The Patchwork Quilt of Post-College Community

December 15th will mark 5 years since I was whisked across a stage, shook hands with people I didn’t know who in turn gave me a cardboard tube with nothing inside. It seems so insignificant, if not a little strange, but that walk across that stage on the day of my graduation from college symbolized the walk into adulthood for me. I was in my 20s, but it appeared life was just beginning or perhaps beginning all over again, just as it had years earlier when I walked across another similar stage wearing similar garb.

5 years ago, the job market for college grads wasn’t so bleak as it is now. Back then, you walked across that stage with confidence, a cheerful boldness, resting in the hope of a bright and promising future. Current economic disenchantment aside, I think there is a largely unaddressed tribulation lurking on the other side of that stage: community.

When I walked across that stage into post-college, career life, I found myself alone. I live in a college town. This transient town isn’t a final destination of choice, but a stepping stone for most. The vast majority of people don’t seem to have roots, things that keep them invested, things that keep them in it for the long haul. And sure, there were actual people surrounding me, but walking across that stage changed me. College seemed to me to be some sort of dam that held back the oppressively crushing weight of adulthood. Walking across that stage released it. And what was worse yet was there were few I knew around me who were going through it with me. And by few I mean none. For the first time in my life, I was going through such a significant experience utterly alone.

But what do I mean by alone? Carl Jung said it best. “Loneliness does not come from having no people around you, but from being unable to communicate the things that seem important to you.” That’s what I’m talking about. Sure, there were people around, but no one was going through what I was going through. In a town of constant turnovers, college graduates leave as fast as they can. The ones who stay behind marry and raise families. I fit into neither category and no one else around me stood where I stood.

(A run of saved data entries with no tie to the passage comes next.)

//! # Item Repository
//!
//! Database operations for the live shopping list.
//!
//! ## Ordering
//! ```text
//! ┌─────────────────────────────────────────────────────────────────────────┐
//! │  list(All | ToBuy | Bought)   ORDER BY category, name, id              │
//! │  list(Category(c))            WHERE category = c ORDER BY name, id     │
//! │  categories()                 SELECT DISTINCT category ORDER BY 1      │
//! │  find_first_matching(key)     first row of list(All) equal to key      │
//! └─────────────────────────────────────────────────────────────────────────┘
//! ```
//!
//! Names are not unique: the same item can appear any number of times.

use sqlx::SqlitePool;
use tokio::sync::watch;
use tracing::debug;

use crate::error::{DbError, DbResult};
use crate::notify::{live_query, ChangeNotifier, Table};
use listify_core::{ItemFilter, ItemKey, NewItem, ShoppingItem};

const SELECT_ITEMS: &str = "SELECT id, name, quantity, unit, category, is_bought FROM shopping_items";

/// Repository for live shopping items.
#[derive(Debug, Clone)]
pub struct ItemRepository {
    pool: SqlitePool,
    notifier: ChangeNotifier,
}

impl ItemRepository {
    /// Creates a new ItemRepository.
    pub fn new(pool: SqlitePool, notifier: ChangeNotifier) -> Self {
        ItemRepository { pool, notifier }
    }

    // =========================================================================
    // Writes
    // =========================================================================

    /// Appends a new, unbought item.
    ///
    /// ## Returns
    /// The stored item with its freshly assigned id.
    pub async fn insert(&self, item: &NewItem) -> DbResult<ShoppingItem> {
        debug!(name = %item.name, category = %item.category, "Inserting item");

        let result = sqlx::query(
            r#"
            INSERT INTO shopping_items (name, quantity, unit, category, is_bought)
            VALUES (?1, ?2, ?3, ?4, 0)
            "#,
        )
        .bind(&item.name)
        .bind(&item.quantity)
        .bind(&item.unit)
        .bind(&item.category)
        .execute(&self.pool)
        .await?;

        self.notifier.notify(Table::Items);

        Ok(ShoppingItem {
            id: result.last_insert_rowid(),
            name: item.name.clone(),
            quantity: item.quantity.clone(),
            unit: item.unit.clone(),
            category: item.category.clone(),
            is_bought: false,
        })
    }

    /// Inserts an item, replacing any existing row with the same id.
    ///
    /// An id of zero or less gets a fresh id assigned. A positive id is kept,
    /// which is how a deleted item is restored in place.
    pub async fn upsert(&self, item: &ShoppingItem) -> DbResult<ShoppingItem> {
        debug!(id = item.id, name = %item.name, "Upserting item");

        let id = if item.id > 0 {
            sqlx::query(
                r#"
                INSERT OR REPLACE INTO shopping_items
                    (id, name, quantity, unit, category, is_bought)
                VALUES (?1, ?2, ?3, ?4, ?5, ?6)
                "#,
            )
            .bind(item.id)
            .bind(&item.name)
            .bind(&item.quantity)
            .bind(&item.unit)
            .bind(&item.category)
            .bind(item.is_bought)
            .execute(&self.pool)
            .await?;

            item.id
        } else {
            sqlx::query(
                r#"
                INSERT INTO shopping_items (name, quantity, unit, category, is_bought)
                VALUES (?1, ?2, ?3, ?4, ?5)
                "#,
            )
            .bind(&item.name)
            .bind(&item.quantity)
            .bind(&item.unit)
            .bind(&item.category)
            .bind(item.is_bought)
            .execute(&self.pool)
            .await?
            .last_insert_rowid()
        };

        self.notifier.notify(Table::Items);

        Ok(ShoppingItem {
            id,
            ..item.clone()
        })
    }

    /// Updates every field of an existing item.
    ///
    /// ## Returns
    /// * `Ok(())` - Update successful
    /// * `Err(DbError::NotFound)` - No item with that id
    pub async fn update(&self, item: &ShoppingItem) -> DbResult<()> {
        debug!(id = item.id, "Updating item");

        let result = sqlx::query(
            r#"
            UPDATE shopping_items SET
                name = ?2,
                quantity = ?3,
                unit = ?4,
                category = ?5,
                is_bought = ?6
            WHERE id = ?1
            "#,
        )
        .bind(item.id)
        .bind(&item.name)
        .bind(&item.quantity)
        .bind(&item.unit)
        .bind(&item.category)
        .bind(item.is_bought)
        .execute(&self.pool)
        .await?;

        if result.rows_affected() == 0 {
            return Err(DbError::not_found("ShoppingItem", item.id));
        }

        self.notifier.notify(Table::Items);
        Ok(())
    }

    /// Deletes an item by id.
    ///
    /// ## Returns
    /// Whether a row was removed.
    pub async fn delete(&self, id: i64) -> DbResult<bool> {
        debug!(id, "Deleting item");

        let result = sqlx::query("DELETE FROM shopping_items WHERE id = ?1")
            .bind(id)
            .execute(&self.pool)
            .await?;

        let removed = result.rows_affected() > 0;
        if removed {
            self.notifier.notify(Table::Items);
        }

        Ok(removed)
    }

    // =========================================================================
    // Reads
    // =========================================================================

    /// Gets an item by id.
    pub async fn get_by_id(&self, id: i64) -> DbResult<Option<ShoppingItem>> {
        let item = sqlx::query_as::<_, ShoppingItem>(&format!("{} WHERE id = ?1", SELECT_ITEMS))
            .bind(id)
            .fetch_optional(&self.pool)
            .await?;

        Ok(item)
    }

    /// Lists items matching a filter.
    pub async fn list(&self, filter: &ItemFilter) -> DbResult<Vec<ShoppingItem>> {
        let items = match filter {
            ItemFilter::All => {
                sqlx::query_as::<_, ShoppingItem>(&format!(
                    "{} ORDER BY category, name, id",
                    SELECT_ITEMS
                ))
                .fetch_all(&self.pool)
                .await?
            }
            ItemFilter::ToBuy | ItemFilter::Bought => {
                sqlx::query_as::<_, ShoppingItem>(&format!(
                    "{} WHERE is_bought = ?1 ORDER BY category, name, id",
                    SELECT_ITEMS
                ))
                .bind(matches!(filter, ItemFilter::Bought))
                .fetch_all(&self.pool)
                .await?
            }
            ItemFilter::Category(category) => {
                sqlx::query_as::<_, ShoppingItem>(&format!(
                    "{} WHERE category = ?1 ORDER BY name, id",
                    SELECT_ITEMS
                ))
                .bind(category)
                .fetch_all(&self.pool)
                .await?
            }
        };

        Ok(items)
    }

    /// Distinct categories of the live items, sorted.
    pub async fn categories(&self) -> DbResult<Vec<String>> {
        let categories: Vec<String> = sqlx::query_scalar(
            "SELECT DISTINCT category FROM shopping_items ORDER BY category",
        )
        .fetch_all(&self.pool)
        .await?;

        Ok(categories)
    }

    /// Finds the first item (in category, name, id order) whose name,
    /// quantity, unit and category all equal the key.
    pub async fn find_first_matching(&self, key: &ItemKey) -> DbResult<Option<ShoppingItem>> {
        let item = sqlx::query_as::<_, ShoppingItem>(&format!(
            r#"{}
            WHERE name = ?1 AND quantity = ?2 AND unit = ?3 AND category = ?4
            ORDER BY category, name, id
            LIMIT 1"#,
            SELECT_ITEMS
        ))
        .bind(&key.name)
        .bind(&key.quantity)
        .bind(&key.unit)
        .bind(&key.category)
        .fetch_optional(&self.pool)
        .await?;

        Ok(item)
    }

    /// Counts all live items.
    pub async fn count(&self) -> DbResult<i64> {
        let count: i64 = sqlx::query_scalar("SELECT COUNT(*) FROM shopping_items")
            .fetch_one(&self.pool)
            .await?;

        Ok(count)
    }

    // =========================================================================
    // Live Queries
    // =========================================================================

    /// Continuously updated result of [`list`](Self::list).
    pub async fn observe(&self, filter: ItemFilter) -> watch::Receiver<Vec<ShoppingItem>> {
        let repo = self.clone();
        live_query(&self.notifier, &[Table::Items], move || {
            let repo = repo.clone();
            let filter = filter.clone();
            async move { repo.list(&filter).await }
        })
        .await
    }

    /// Continuously updated result of [`categories`](Self::categories).
    pub async fn observe_categories(&self) -> watch::Receiver<Vec<String>> {
        let repo = self.clone();
        live_query(&self.notifier, &[Table::Items], move || {
            let repo = repo.clone();
            async move { repo.categories().await }
        })
        .await
    }
}

// =============================================================================
// Unit Tests
// =============================================================================

#[cfg(test)]
mod tests {
    use super::*;
    use crate::pool::{Database, DbConfig};
    use std::time::Duration;

    async fn setup() -> ItemRepository {
        Database::new(DbConfig::in_memory()).await.unwrap().items()
    }

    async fn seed(repo: &ItemRepository) {
        for (name, qty, unit, category) in [
            ("Milk", "1", "L", "Dairy"),
            ("Bread", "2", "pcs", "Bakery"),
            ("Cheese", "200", "g", "Dairy"),
            ("Apples", "1", "kg", "Produce"),
        ] {
            repo.insert(&NewItem::new(name, qty, unit, category))
                .await
                .unwrap();
        }
    }

    fn names(items: &[ShoppingItem]) -> Vec<&str> {
        items.iter().map(|i| i.name.as_str()).collect()
    }

    #[tokio::test]
    async fn test_insert_assigns_ids_and_starts_unbought() {
        let repo = setup().await;
        let a = repo.insert(&NewItem::new("Milk", "1", "L", "Dairy")).await.unwrap();
        let b = repo.insert(&NewItem::new("Milk", "1", "L", "Dairy")).await.unwrap();

        assert!(a.id > 0);
        assert_ne!(a.id, b.id);
        assert!(!a.is_bought);
        assert_eq!(repo.count().await.unwrap(), 2);
    }

    #[tokio::test]
    async fn test_list_orders_by_category_then_name() {
        let repo = setup().await;
        seed(&repo).await;

        let all = repo.list(&ItemFilter::All).await.unwrap();
        assert_eq!(names(&all), vec!["Bread", "Cheese", "Milk", "Apples"]);
    }

    #[tokio::test]
    async fn test_list_filters() {
        let repo = setup().await;
        seed(&repo).await;

        let mut bread = repo.list(&ItemFilter::All).await.unwrap().remove(0);
        bread.is_bought = true;
        repo.update(&bread).await.unwrap();

        let bought = repo.list(&ItemFilter::Bought).await.unwrap();
        assert_eq!(names(&bought), vec!["Bread"]);

        let to_buy = repo.list(&ItemFilter::ToBuy).await.unwrap();
        assert_eq!(names(&to_buy), vec!["Cheese", "Milk", "Apples"]);

        let dairy = repo
            .list(&ItemFilter::Category("Dairy".to_string()))
            .await
            .unwrap();
        assert_eq!(names(&dairy), vec!["Cheese", "Milk"]);
    }

    #[tokio::test]
    async fn test_categories_distinct_sorted() {
        let repo = setup().await;
        seed(&repo).await;

        assert_eq!(
            repo.categories().await.unwrap(),
            vec!["Bakery", "Dairy", "Produce"]
        );
    }

    #[tokio::test]
    async fn test_update_missing_item_is_not_found() {
        let repo = setup().await;
        let ghost = ShoppingItem {
            id: 99,
            name: "Ghost".to_string(),
            quantity: String::new(),
            unit: String::new(),
            category: String::new(),
            is_bought: false,
        };

        let err = repo.update(&ghost).await.unwrap_err();
        assert!(err.is_not_found());
    }

    #[tokio::test]
    async fn test_delete_and_upsert_restores_original_id() {
        let repo = setup().await;
        let milk = repo.insert(&NewItem::new("Milk", "1", "L", "Dairy")).await.unwrap();

        assert!(repo.delete(milk.id).await.unwrap());
        assert!(!repo.delete(milk.id).await.unwrap());
        assert!(repo.get_by_id(milk.id).await.unwrap().is_none());

        let restored = repo.upsert(&milk).await.unwrap();
        assert_eq!(restored.id, milk.id);
        assert_eq!(repo.get_by_id(milk.id).await.unwrap(), Some(milk));
    }

    #[tokio::test]
    async fn test_upsert_replaces_existing_row() {
        let repo = setup().await;
        let milk = repo.insert(&NewItem::new("Milk", "1", "L", "Dairy")).await.unwrap();

        let changed = ShoppingItem {
            quantity: "2".to_string(),
            is_bought: true,
            ..milk.clone()
        };
        repo.upsert(&changed).await.unwrap();

        assert_eq!(repo.count().await.unwrap(), 1);
        assert_eq!(repo.get_by_id(milk.id).await.unwrap(), Some(changed));
    }

    #[tokio::test]
    async fn test_find_first_matching_uses_all_four_fields() {
        let repo = setup().await;
        let first = repo.insert(&NewItem::new("Milk", "1", "L", "Dairy")).await.unwrap();
        repo.insert(&NewItem::new("Milk", "1", "L", "Dairy")).await.unwrap();
        repo.insert(&NewItem::new("Milk", "2", "L", "Dairy")).await.unwrap();

        let found = repo.find_first_matching(&first.key()).await.unwrap();
        assert_eq!(found.map(|i| i.id), Some(first.id));

        let key = ItemKey {
            name: "Milk".to_string(),
            quantity: "1".to_string(),
            unit: "ml".to_string(),
            category: "Dairy".to_string(),
        };
        assert!(repo.find_first_matching(&key).await.unwrap().is_none());
    }

    #[tokio::test]
    async fn test_observe_sees_writes() {
        let repo = setup().await;
        let mut rx = repo.observe(ItemFilter::ToBuy).await;
        assert!(rx.borrow_and_update().is_empty());

        repo.insert(&NewItem::new("Eggs", "12", "pcs", "Dairy"))
            .await
            .unwrap();

        tokio::time::timeout(Duration::from_secs(1), rx.changed())
            .await
            .unwrap()
            .unwrap();
        assert_eq!(names(&rx.borrow_and_update()), vec!["Eggs"]);
    }

    #[tokio::test]
    async fn test_observe_categories() {
        let repo = setup().await;
        seed(&repo).await;

        let rx = repo.observe_categories().await;
        assert_eq!(rx.borrow().len(), 3);
    }
}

The first couple of years after I graduated were the worst. I’d never felt so completely surrounded and so completely alone. I longed for a community of people who were going through this with me. Though none were to be found, somehow I made it.

In fact, it had been years since I really even thought about it. That is, until a friend of mine recently graduated and much to his disappointment felt called to stay.

We had coffee on a Sunday. As I sipped, he spilt. The frustration and fears he expressed were the exact same ones I had nearly 5 years earlier. Hearing them come from another person made me realize I wasn’t alone. Not now, at least. And neither was he.

At the end of it all, he apologized profusely for being a downer on an otherwise beautiful day. I assured him it was no trouble at all.

He paused. Then,

“How do you do it, Nicole?”

I was hoping he wouldn’t ask me. I had spent the last few minutes trying to remember how I got to where I was today.

It’s hard to say, really. I told him everything I could think of: how I learned to be alone, how it all boiled down to a simple obedience to a calling on my heart.

Then, suddenly, an image came to mind.

“What’s more valuable: a comforter or a quilt?” I asked him. A quilt, of course.

I think community in college is kinda like a comforter. You’re all cut from the same cloth. You’re all in the same boat. At a moment’s notice, 15 of your best buds can grab some outdoor tables at Starbucks and share your school-inflicted woes. You can stay up until the sun rises and sleep through your first class the next morning and do it all again in a whim. Community in college is so effortless, it’s like breathing.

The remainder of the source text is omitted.